Here I defined 3 different Writes with same latency number. Below shows the forwarding.

def : ReadAdvance<MyReadVector, 5, [WriteVector]>;
def : ReadAdvance<MyReadVector, 3, [MyWriteAddVector_3cycles]>;
def : ReadAdvance<MyReadVector, 1, [MyWriteMulVector_5cycles]>;

def : ReadAdvance<MyReadStoreVector, 0, [WriteVector]>;
def : ReadAdvance<MyReadStoreVector, 0, [MyWriteAddVector_3cycles]>;
def : ReadAdvance<MyReadStoreVector, 0, [MyWriteMulVector_5cycles]>;

Basically my intention is to model that, for any non-store instruction which reads vector, it forwards vector write to: normally 1 cycle, 3 cycles for my ADD, 5 cycles for my MUL. But for any store instruction takes vector register as source, It can not forward. So the latency is kept as 6.

Unfortunately, above code can not be compiled by tblgen. I am not sure if I really need per-write cycle count with ReadAdvance, or there is any existed method to meet my requirement. Anyway the latencies here seems to be decided by considering both

a) 3 kinds of Write,
b) 2 kinds of Read.

Therefore I doubt if it can not be modeled with current tblgen implement.

I’m not sure if the TableGen bug mentioned below was ever fixed.

It looks to me like this should work, but I haven’t tried it:

def : WriteRes<WriteVector, [MyArchVALU]> { let Latency = 6; }
def MyWriteAddVector : SchedWriteRes<[MyArchVALU]> { let Latency = 6; }
def MyWriteMulVector : SchedWriteRes<[MyArchVALU]> { let Latency = 6; }

// Forward from a vector op (normal, add, mul) to a non-store.
def : ReadAdvance<MyReadVector, 5, [WriteVector]>;
def : ReadAdvance<MyReadVector, 3, [MyWriteAddVector]>;
def : ReadAdvance<MyReadVector, 1, [MyWriteMulVector]>;

Additionally, you could do this but I don’t think it would have any effect at all:

// Forward from a vector op (normal, add, mul) to a store.

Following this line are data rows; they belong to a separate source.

//! Resilience profiles: per-operation tuning for each decorator.
//!
//! A [`ResilienceProfile`] carries one optional policy per capability. A
//! missing policy means "use the pipeline defaults"; inside a policy, every
//! `None` field likewise falls back to the matching default. Hooks are plain
//! closures invoked synchronously at fixed points of each decorator.

use std::fmt;
use std::sync::Arc;
use std::time::Duration;

use crate::context::ExecutionContext;
use crate::error::{OperationError, RejectionReason};
use crate::types::{BoxFuture, CircuitState, OperationResponse};

// ---------------------------------------------------------------------------
// Hook types
// ---------------------------------------------------------------------------

/// Predicate over an error (retryable? counts as failure? should fall back?).
pub type ErrorPredicate = Arc<dyn Fn(&OperationError) -> bool + Send + Sync>;

/// Called before each retry delay with `(attempt, delay, error)`.
pub type RetryHook = Arc<dyn Fn(u32, Duration, &OperationError) + Send + Sync>;

/// Called after a circuit transition with `(key, from, to)`.
pub type StateChangeHook = Arc<dyn Fn(&str, CircuitState, CircuitState) + Send + Sync>;

/// Called when a caller enters the bulkhead queue, with its 1-based position.
pub type QueuedHook = Arc<dyn Fn(usize) + Send + Sync>;

/// Called when a queued caller obtains an execution slot, with its wait time.
pub type DequeuedHook = Arc<dyn Fn(Duration) + Send + Sync>;

/// Called when the bulkhead rejects a caller.
pub type RejectedHook = Arc<dyn Fn(RejectionReason) + Send + Sync>;

/// Substitute action run by the fallback decorator. Receives the context and
/// the triggering error (`None` when the context was faulty without one).
pub type FallbackAction = Arc<
    dyn for<'a> Fn(
            &'a ExecutionContext,
            Option<&'a OperationError>,
        ) -> BoxFuture<'a, Result<OperationResponse, OperationError>>
        + Send
        + Sync,
>;

pub type FallbackStartingHook = Arc<dyn Fn(Option<&OperationError>) + Send + Sync>;
pub type FallbackCompletedHook = Arc<dyn Fn() + Send + Sync>;
pub type FallbackFailedHook = Arc<dyn Fn(&OperationError) + Send + Sync>;

fn hook_label<T>(hook: Option<&T>) -> &'static str {
    if hook.is_some() {
        "<set>"
    } else {
        "<unset>"
    }
}

// ---------------------------------------------------------------------------
// RetryPolicy
// ---------------------------------------------------------------------------

/// Retry tuning. `max_attempts` counts every invocation, including the first.
#[derive(Clone, Default)]
pub struct RetryPolicy {
    pub max_attempts: Option<u32>,
    pub initial_delay: Option<Duration>,
    pub backoff_multiplier: Option<f64>,
    pub max_delay: Option<Duration>,
    pub jitter_factor: Option<f64>,
    pub is_retryable: Option<ErrorPredicate>,
    pub on_retry: Option<RetryHook>,
}

impl RetryPolicy {
    #[must_use]
    pub fn new() -> Self {
        Self::default()
    }

    #[must_use]
    pub fn max_attempts(mut self, attempts: u32) -> Self {
        self.max_attempts = Some(attempts);
        self
    }

    #[must_use]
    pub fn initial_delay(mut self, delay: Duration) -> Self {
        self.initial_delay = Some(delay);
        self
    }

    #[must_use]
    pub fn backoff_multiplier(mut self, multiplier: f64) -> Self {
        self.backoff_multiplier = Some(multiplier);
        self
    }

    #[must_use]
    pub fn max_delay(mut self, delay: Duration) -> Self {
        self.max_delay = Some(delay);
        self
    }

    #[must_use]
    pub fn jitter_factor(mut self, factor: f64) -> Self {
        self.jitter_factor = Some(factor);
        self
    }

    #[must_use]
    pub fn retry_if<F>(mut self, predicate: F) -> Self
    where
        F: Fn(&OperationError) -> bool + Send + Sync + 'static,
    {
        self.is_retryable = Some(Arc::new(predicate));
        self
    }

    #[must_use]
    pub fn on_retry<F>(mut self, hook: F) -> Self
    where
        F: Fn(u32, Duration, &OperationError) + Send + Sync + 'static,
    {
        self.on_retry = Some(Arc::new(hook));
        self
    }
}

impl fmt::Debug for RetryPolicy {
    fn fmt(&self, f: &mut fmt::Formatter<'_>) -> fmt::Result {
        f.debug_struct("RetryPolicy")
            .field("max_attempts", &self.max_attempts)
            .field("initial_delay", &self.initial_delay)
            .field("backoff_multiplier", &self.backoff_multiplier)
            .field("max_delay", &self.max_delay)
            .field("jitter_factor", &self.jitter_factor)
            .field("is_retryable", &hook_label(self.is_retryable.as_ref()))
            .field("on_retry", &hook_label(self.on_retry.as_ref()))
            .finish()
    }
}

// ---------------------------------------------------------------------------
// CircuitBreakerPolicy
// ---------------------------------------------------------------------------

/// Circuit breaker tuning. Operations sharing a `key` share one state machine;
/// without a key the operation name is used.
#[derive(Clone, Default)]
pub struct CircuitBreakerPolicy {
    pub key: Option<String>,
    pub failure_threshold: Option<u32>,
    pub sampling_window: Option<Duration>,
    pub open_duration: Option<Duration>,
    pub success_threshold: Option<u32>,
    pub is_failure: Option<ErrorPredicate>,
    pub on_state_change: Option<StateChangeHook>,
}

impl CircuitBreakerPolicy {
    #[must_use]
    pub fn new() -> Self {
        Self::default()
    }

    #[must_use]
    pub fn key(mut self, key: impl Into<String>) -> Self {
        self.key = Some(key.into());
        self
    }

    #[must_use]
    pub fn failure_threshold(mut self, threshold: u32) -> Self {
        self.failure_threshold = Some(threshold);
        self
    }

    #[must_use]
    pub fn sampling_window(mut self, window: Duration) -> Self {
        self.sampling_window = Some(window);
        self
    }

    #[must_use]
    pub fn open_duration(mut self, duration: Duration) -> Self {
        self.open_duration = Some(duration);
        self
    }

    #[must_use]
    pub fn success_threshold(mut self, threshold: u32) -> Self {
        self.success_threshold = Some(threshold);
        self
    }

    #[must_use]
    pub fn failure_if<F>(mut self, predicate: F) -> Self
    where
        F: Fn(&OperationError) -> bool + Send + Sync + 'static,
    {
        self.is_failure = Some(Arc::new(predicate));
        self
    }

    #[must_use]
    pub fn on_state_change<F>(mut self, hook: F) -> Self
    where
        F: Fn(&str, CircuitState, CircuitState) + Send + Sync + 'static,
    {
        self.on_state_change = Some(Arc::new(hook));
        self
    }
}

impl fmt::Debug for CircuitBreakerPolicy {
    fn fmt(&self, f: &mut fmt::Formatter<'_>) -> fmt::Result {
        f.debug_struct("CircuitBreakerPolicy")
            .field("key", &self.key)
            .field("failure_threshold", &self.failure_threshold)
            .field("sampling_window", &self.sampling_window)
            .field("open_duration", &self.open_duration)
            .field("success_threshold", &self.success_threshold)
            .field("is_failure", &hook_label(self.is_failure.as_ref()))
            .field("on_state_change", &hook_label(self.on_state_change.as_ref()))
            .finish()
    }
}

// ---------------------------------------------------------------------------
// BulkheadPolicy
// ---------------------------------------------------------------------------

/// Bulkhead tuning. Operations sharing a `key` share one pair of semaphores.
#[derive(Clone, Default)]
pub struct BulkheadPolicy {
    pub key: Option<String>,
    pub max_concurrency: Option<usize>,
    pub queue_limit: Option<usize>,
    pub queue_timeout: Option<Duration>,
    pub on_queued: Option<QueuedHook>,
    pub on_dequeued: Option<DequeuedHook>,
    pub on_rejected: Option<RejectedHook>,
}

impl BulkheadPolicy {
    #[must_use]
    pub fn new() -> Self {
        Self::default()
    }

    #[must_use]
    pub fn key(mut self, key: impl Into<String>) -> Self {
        self.key = Some(key.into());
        self
    }

    #[must_use]
    pub fn max_concurrency(mut self, max: usize) -> Self {
        self.max_concurrency = Some(max);
        self
    }

    #[must_use]
    pub fn queue_limit(mut self, limit: usize) -> Self {
        self.queue_limit = Some(limit);
        self
    }

    #[must_use]
    pub fn queue_timeout(mut self, timeout: Duration) -> Self {
        self.queue_timeout = Some(timeout);
        self
    }

    #[must_use]
    pub fn on_queued<F>(mut self, hook: F) -> Self
    where
        F: Fn(usize) + Send + Sync + 'static,
    {
        self.on_queued = Some(Arc::new(hook));
        self
    }

    #[must_use]
    pub fn on_dequeued<F>(mut self, hook: F) -> Self
    where
        F: Fn(Duration) + Send + Sync + 'static,
    {
        self.on_dequeued = Some(Arc::new(hook));
        self
    }

    #[must_use]
    pub fn on_rejected<F>(mut self, hook: F) -> Self
    where
        F: Fn(RejectionReason) + Send + Sync + 'static,
    {
        self.on_rejected = Some(Arc::new(hook));
        self
    }
}

impl fmt::Debug for BulkheadPolicy {
    fn fmt(&self, f: &mut fmt::Formatter<'_>) -> fmt::Result {
        f.debug_struct("BulkheadPolicy")
            .field("key", &self.key)
            .field("max_concurrency", &self.max_concurrency)
            .field("queue_limit", &self.queue_limit)
            .field("queue_timeout", &self.queue_timeout)
            .field("on_queued", &hook_label(self.on_queued.as_ref()))
            .field("on_dequeued", &hook_label(self.on_dequeued.as_ref()))
            .field("on_rejected", &hook_label(self.on_rejected.as_ref()))
            .finish()
    }
}

// ---------------------------------------------------------------------------
// FallbackPolicy
// ---------------------------------------------------------------------------

/// Fallback tuning. Without an `action` the decorator never substitutes.
#[derive(Clone, Default)]
pub struct FallbackPolicy {
    pub fallback_on_faulty: Option<bool>,
    pub should_fallback: Option<ErrorPredicate>,
    pub action: Option<FallbackAction>,
    pub on_fallback_starting: Option<FallbackStartingHook>,
    pub on_fallback_completed: Option<FallbackCompletedHook>,
    pub on_fallback_failed: Option<FallbackFailedHook>,
}

impl FallbackPolicy {
    #[must_use]
    pub fn new() -> Self {
        Self::default()
    }

    /// Set the substitute action.
    ///
    /// ```ignore
    /// FallbackPolicy::new().action(|_ctx, _err| {
    ///     Box::pin(async { Ok(OperationResponse::Value(json!("cached"))) })
    /// });
    /// ```
    #[must_use]
    pub fn action<F>(mut self, action: F) -> Self
    where
        F: for<'a> Fn(
                &'a ExecutionContext,
                Option<&'a OperationError>,
            ) -> BoxFuture<'a, Result<OperationResponse, OperationError>>
            + Send
            + Sync
            + 'static,
    {
        self.action = Some(Arc::new(action));
        self
    }

    #[must_use]
    pub fn fallback_on_faulty(mut self, enabled: bool) -> Self {
        self.fallback_on_faulty = Some(enabled);
        self
    }

    #[must_use]
    pub fn fallback_if<F>(mut self, predicate: F) -> Self
    where
        F: Fn(&OperationError) -> bool + Send + Sync + 'static,
    {
        self.should_fallback = Some(Arc::new(predicate));
        self
    }

    #[must_use]
    pub fn on_fallback_starting<F>(mut self, hook: F) -> Self
    where
        F: Fn(Option<&OperationError>) + Send + Sync + 'static,
    {
        self.on_fallback_starting = Some(Arc::new(hook));
        self
    }

    #[must_use]
    pub fn on_fallback_completed<F>(mut self, hook: F) -> Self
    where
        F: Fn() + Send + Sync + 'static,
    {
        self.on_fallback_completed = Some(Arc::new(hook));
        self
    }

    #[must_use]
    pub fn on_fallback_failed<F>(mut self, hook: F) -> Self
    where
        F: Fn(&OperationError) + Send + Sync + 'static,
    {
        self.on_fallback_failed = Some(Arc::new(hook));
        self
    }
}

impl fmt::Debug for FallbackPolicy {
    fn fmt(&self, f: &mut fmt::Formatter<'_>) -> fmt::Result {
        f.debug_struct("FallbackPolicy")
            .field("fallback_on_faulty", &self.fallback_on_faulty)
            .field("should_fallback", &hook_label(self.should_fallback.as_ref()))
            .field("action", &hook_label(self.action.as_ref()))
            .finish_non_exhaustive()
    }
}

// ---------------------------------------------------------------------------
// ResilienceProfile
// ---------------------------------------------------------------------------

/// Per-operation resilience capabilities. Every field is optional.
#[derive(Debug, Clone, Default)]
pub struct ResilienceProfile {
    pub retry: Option<RetryPolicy>,
    pub circuit_breaker: Option<CircuitBreakerPolicy>,
    pub bulkhead: Option<BulkheadPolicy>,
    pub fallback: Option<FallbackPolicy>,
    /// Per-attempt timeout override for the timeout decorator.
    pub timeout: Option<Duration>,
}

impl ResilienceProfile {
    #[must_use]
    pub fn new() -> Self {
        Self::default()
    }

    #[must_use]
    pub fn with_retry(mut self, policy: RetryPolicy) -> Self {
        self.retry = Some(policy);
        self
    }

    #[must_use]
    pub fn with_circuit_breaker(mut self, policy: CircuitBreakerPolicy) -> Self {
        self.circuit_breaker = Some(policy);
        self
    }

    #[must_use]
    pub fn with_bulkhead(mut self, policy: BulkheadPolicy) -> Self {
        self.bulkhead = Some(policy);
        self
    }

    #[must_use]
    pub fn with_fallback(mut self, policy: FallbackPolicy) -> Self {
        self.fallback = Some(policy);
        self
    }

    #[must_use]
    pub fn with_timeout(mut self, timeout: Duration) -> Self {
        self.timeout = Some(timeout);
        self
    }
}

// ---------------------------------------------------------------------------
// Tests
// ---------------------------------------------------------------------------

def : ReadAdvance<MyReadStoreVector, 0, [WriteVector, MyWriteAddVector, MyWriteMulVector]>;

-Andy

Thanks Andrew. I have tried with recent tblgen, ReadAdvance would not work for multiple latencies. Maybe I should make improvement into tblgen if Pierre-Andre does not have the change anymore.

However, I just a little curious about the situation I met. The hardware forwording may fail for different reasons, which different register read may have different latencies, depending both on the register reader and writer. I am freshman into tblgen. So I wonder if any other Target already has other way to describe that .

Thanks Andrew. I have tried with recent tblgen, ReadAdvance would not work for multiple latencies. Maybe I should make improvement into tblgen if Pierre-Andre does not have the change anymore.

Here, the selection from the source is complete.